2. **HTML File**: Interactive graphs saved in `resource_growth_graphs.html`.

## Customization
- **Color Palette**: Modify the `custom_colors` list to update the bar graph colors.
- **Font Styles**: Adjust font size, family, or weight in the `visualize_growth_bar_graph` function for custom appearance.

## Debugging
The script includes debug logs to trace its execution:
- API URL being fetched.
- Response status code.
- Extracted yearly counts and total counts.
- Confirmation of graph display and HTML file updates.

## Example Output
Sample output for resource type "instrument":
- A bar graph showing the growth of instruments by year.
- Total DOIs counted across all years.
- Saved graphs in `resource_growth_graphs.html`.

## License
This script is provided under the MIT License. Feel free to use and modify it as needed.

## Contributing
Contributions are welcome! Submit issues or pull requests on the repository to suggest improvements or report bugs.



In [None]:
import requests
import json
import pandas as pd
import plotly.graph_objs as go
import plotly.io as pio

# Custom color palette
custom_colors = ['#243B54', '#00B1E2', '#5B88B9', '#46BCAB', '#90D7CD', '#BC2B66']

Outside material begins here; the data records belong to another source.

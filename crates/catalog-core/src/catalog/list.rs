use std::marker::PhantomData;

use tracing::warn;

use super::collection::Collection;
use super::service::{CatalogError, CatalogService};
use crate::api::RequestError;

/// Client-side view of one remote collection.
///
/// Items are fetched on demand and re-fetched after every successful
/// mutation. Edits are not queued: two overlapping mutations simply race
/// at the API.
pub struct RemoteList<C: Collection> {
    service: CatalogService,
    items: Vec<C::Item>,
    loading: bool,
    last_error: Option<String>,
    _collection: PhantomData<C>,
}

impl<C: Collection> RemoteList<C> {
    pub fn new(service: CatalogService) -> Self {
        Self {
            service,
            items: Vec::new(),
            loading: false,
            last_error: None,
            _collection: PhantomData,
        }
    }

    pub fn items(&self) -> &[C::Item] {
        &self.items
    }

    pub fn is_loading(&self) -> bool {
        self.loading
    }

    /// Message from the most recent failed operation.
    pub fn last_error(&self) -> Option<&str> {
        self.last_error.as_deref()
    }

    pub fn find(&self, slug: &str) -> Option<&C::Item> {
        self.items.iter().find(|item| C::slug(item) == slug)
    }

    /// Items matching `term`; a blank term matches everything.
    pub fn filtered(&self, term: &str) -> Vec<&C::Item> {
        let term = term.trim();
        self.items
            .iter()
            .filter(|item| term.is_empty() || C::matches(item, term))
            .collect()
    }

    /// Re-fetch the collection. Items from the last good fetch are kept on
    /// failure.
    pub async fn refresh(&mut self) -> Result<(), RequestError> {
        self.loading = true;
        let result = self.service.list::<C>().await;
        self.loading = false;

        match result {
            Ok(items) => {
                self.items = items;
                self.last_error = None;
                Ok(())
            }
            Err(e) => {
                warn!(collection = C::LABEL, error = %e, "Failed to load collection");
                self.last_error = Some(format!("Failed to load {}: {}", C::LABEL, e.user_message()));
                Err(e)
            }
        }
    }

    pub async fn create(&mut self, draft: &C::Draft) -> Result<(), CatalogError> {
        let result = self.service.create::<C>(draft).await.map(|_| ());
        self.after_mutation("save", result).await
    }

    pub async fn update(&mut self, slug: &str, draft: &C::Draft) -> Result<(), CatalogError> {
        let result = self.service.update::<C>(slug, draft).await.map(|_| ());
        self.after_mutation("save", result).await
    }

    pub async fn delete(&mut self, slug: &str) -> Result<(), CatalogError> {
        let result = self.service.delete::<C>(slug).await;
        self.after_mutation("delete", result).await
    }

    async fn after_mutation(
        &mut self,
        action: &str,
        result: Result<(), CatalogError>,
    ) -> Result<(), CatalogError> {
        match result {
            Ok(()) => {
                // A failed reload is recorded in last_error; the mutation itself succeeded
                let _ = self.refresh().await;
                Ok(())
            }
            Err(e) => {
                warn!(collection = C::LABEL, action = action, error = %e, "Mutation failed");
                self.last_error = Some(format!(
                    "Failed to {} {}: {}",
                    action,
                    C::LABEL,
                    e.user_message()
                ));
                Err(e)
            }
        }
    }
}

#[cfg(test)]
mod tests {
    use std::sync::atomic::{AtomicUsize, Ordering};
    use std::sync::Arc;

    use reqwest::Method;

    use super::*;
    use crate::api::transport::MockTransport;
    use crate::api::{ApiClient, HttpResponse};
    use crate::auth::{CredentialStore, MemoryStorage, PersistenceMode};
    use crate::catalog::{PartnerDraft, Partners};
    use crate::models::AdminProfile;

    fn list(transport: MockTransport) -> RemoteList<Partners> {
        let store = CredentialStore::new(
            Arc::new(MemoryStorage::new()),
            Arc::new(MemoryStorage::new()),
        );
        store
            .save(
                "abc123",
                AdminProfile {
                    name: "A".to_string(),
                    email: "admin@example.com".to_string(),
                    role: "Administrator".to_string(),
                    image: None,
                },
                PersistenceMode::Ephemeral,
            )
            .unwrap();
        let api = ApiClient::new(
            Arc::new(transport),
            Arc::new(store),
            "https://catalog-api.example.net/api",
        );
        RemoteList::new(CatalogService::new(api, "https://catalog-api.example.net"))
    }

    const PARTNERS: &str =
        r#"{"data":[{"name":"Telkom University"},{"name":"RS Hasan Sadikin"}]}"#;

    #[tokio::test]
    async fn test_refresh_and_filter() {
        let mut transport = MockTransport::new();
        transport
            .expect_send()
            .times(1)
            .returning(|_| Ok(HttpResponse::new(200, PARTNERS)));

        let mut partners = list(transport);
        partners.refresh().await.unwrap();

        assert!(!partners.is_loading());
        assert_eq!(partners.items().len(), 2);
        assert_eq!(partners.filtered("").len(), 2);

        let hits = partners.filtered("telkom");
        assert_eq!(hits.len(), 1);
        assert_eq!(hits[0].slug, "telkom-university");
        assert!(partners.find("rs-hasan-sadikin").is_some());
    }

    #[tokio::test]
    async fn test_failed_refresh_keeps_items() {
        let calls = Arc::new(AtomicUsize::new(0));
        let counter = calls.clone();
        let mut transport = MockTransport::new();
        transport.expect_send().times(2).returning(move |_| {
            if counter.fetch_add(1, Ordering::SeqCst) == 0 {
                Ok(HttpResponse::new(200, PARTNERS))
            } else {
                Ok(HttpResponse::new(500, "Server error"))
            }
        });

        let mut partners = list(transport);
        partners.refresh().await.unwrap();
        assert!(partners.refresh().await.is_err());

        assert_eq!(partners.items().len(), 2);
        assert!(partners
            .last_error()
            .unwrap()
            .starts_with("Failed to load partner"));
    }

    #[tokio::test]
    async fn test_delete_refreshes_after_success() {
        let mut seq = mockall::Sequence::new();
        let mut transport = MockTransport::new();
        transport
            .expect_send()
            .withf(|req| req.method == Method::DELETE)
            .times(1)
            .in_sequence(&mut seq)
            .returning(|_| Ok(HttpResponse::new(200, "")));
        transport
            .expect_send()
            .withf(|req| req.method == Method::GET)
            .times(1)
            .in_sequence(&mut seq)
            .returning(|_| Ok(HttpResponse::new(200, r#"{"data":[{"name":"Telkom University"}]}"#)));

        let mut partners = list(transport);
        partners.delete("rs-hasan-sadikin").await.unwrap();

        assert_eq!(partners.items().len(), 1);
        assert_eq!(partners.last_error(), None);
    }

    #[tokio::test]
    async fn test_failed_create_records_message() {
        let mut transport = MockTransport::new();
        transport.expect_send().times(0);

        let mut partners = list(transport);
        assert!(partners.create(&PartnerDraft::new("")).await.is_err());
        assert_eq!(
            partners.last_error(),
            Some("Failed to save partner: name is required")
        );
    }

    #[tokio::test]
    async fn test_update_with_failed_reload_still_succeeds() {
        let mut seq = mockall::Sequence::new();
        let mut transport = MockTransport::new();
        transport
            .expect_send()
            .withf(|req| req.method == Method::POST && req.url.ends_with("/admin/partners/telkom-university"))
            .times(1)
            .in_sequence(&mut seq)
            .returning(|_| Ok(HttpResponse::new(200, r#"{"success":true}"#)));
        transport
            .expect_send()
            .withf(|req| req.method == Method::GET)
            .times(1)
            .in_sequence(&mut seq)
            .returning(|_| Ok(HttpResponse::new(502, "Bad gateway")));

        let mut partners = list(transport);
        partners
            .update("telkom-university", &PartnerDraft::new("Telkom"))
            .await
            .unwrap();

        assert!(partners.items().is_empty());
        assert!(partners
            .last_error()
            .unwrap()
            .starts_with("Failed to load partner"));
    }
}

# Function to fetch data from the API endpoint with dynamic resource type
def fetch_api_data(url):
    response = requests.get(url)  # Send a request to the given API URL
    print(f"Fetching data from URL: {url}")  # Debug log: API URL being fetched
    response.raise_for_status()  # Raise an error if the request was unsuccessful
    data = response.json()  # Parse the JSON response
    print(f"API response status code: {response.status_code}")  # Debug log: Status code of response
    return data

# Function to extract yearly counts from meta data
def extract_yearly_counts(meta_data):
    yearly_counts = []
    for year_data in meta_data.get('created', []):
        yearly_counts.append({
            'year': year_data['id'],
            'count': year_data['count']
        })
    print(f"Extracted yearly counts: {yearly_counts}")  # Debug log: Yearly counts extracted
    return yearly_counts

# Function to visualize resource type growth over time as a bar graph
def visualize_growth_bar_graph(yearly_counts, html_file):
    years = [data['year'] for data in yearly_counts]
    counts = [data['count'] for data in yearly_counts]
    # Reverse the order to plot from latest to earliest year
    years.reverse()
    counts.reverse()
    # Create bar graph
    bar_trace = go.Bar(
        x=years,
        y=counts,
        marker=dict(color=custom_colors[0]),
        text=counts,  # Add counts as text labels
        textposition='auto',  # Position text labels automatically (inside or on top of bars)
        textfont=dict(
        size=22,  # Increase text size
        color='white',  # Set text color
        family='Arial',  # Font family with bold variant
        weight= 'bold'
    )

    )

    # Create the Plotly figure
    fig = go.Figure(data=[bar_trace],
                    layout=go.Layout(
                        title={
                            'text': f"{resource_type.title()} Growth Over Time  ",
                            'font': dict(size=24, family='Arial', weight='bold')  # Set title font size and type
                        },
                        xaxis=dict(

                            title='Year',
                            tickmode='linear',
                            titlefont=dict(size=22, family='Arial', weight='bold'),  # Set x-axis title font size and type
                            tickfont=dict(size=22, family='Arial', weight='bold')  # Set x-axis tick labels font size and type
                        ),
                        yaxis=dict(
                            showticklabels=False,  # Hide y-axis tick labels
                            title='Number of DOIs',
                            titlefont=dict(size=22, family='Arial', weight='bold'),  # Set y-axis title font size and type
                            tickfont=dict(size=22, family='Arial')  # Set y-axis tick labels font size and type
                        ),
                        width=2000,
                        height=900,
                        plot_bgcolor='white',
                        paper_bgcolor='white'
                    ))

    fig.show()
    print(f"Displayed bar graph for resource growth.")  # Debug log: Bar graph displayed

    # Append to HTML file
    with open(html_file, 'a') as f:
        f.write(pio.to_html(fig, include_plotlyjs='cdn'))
        print(f"Appended bar graph to HTML file: {html_file}")  # Debug log: Graph appended to HTML

# Example usage
resource_type = "instrument"
api_url = f"https://api.datacite.org/dois?resource-type-id={resource_type.lower()}"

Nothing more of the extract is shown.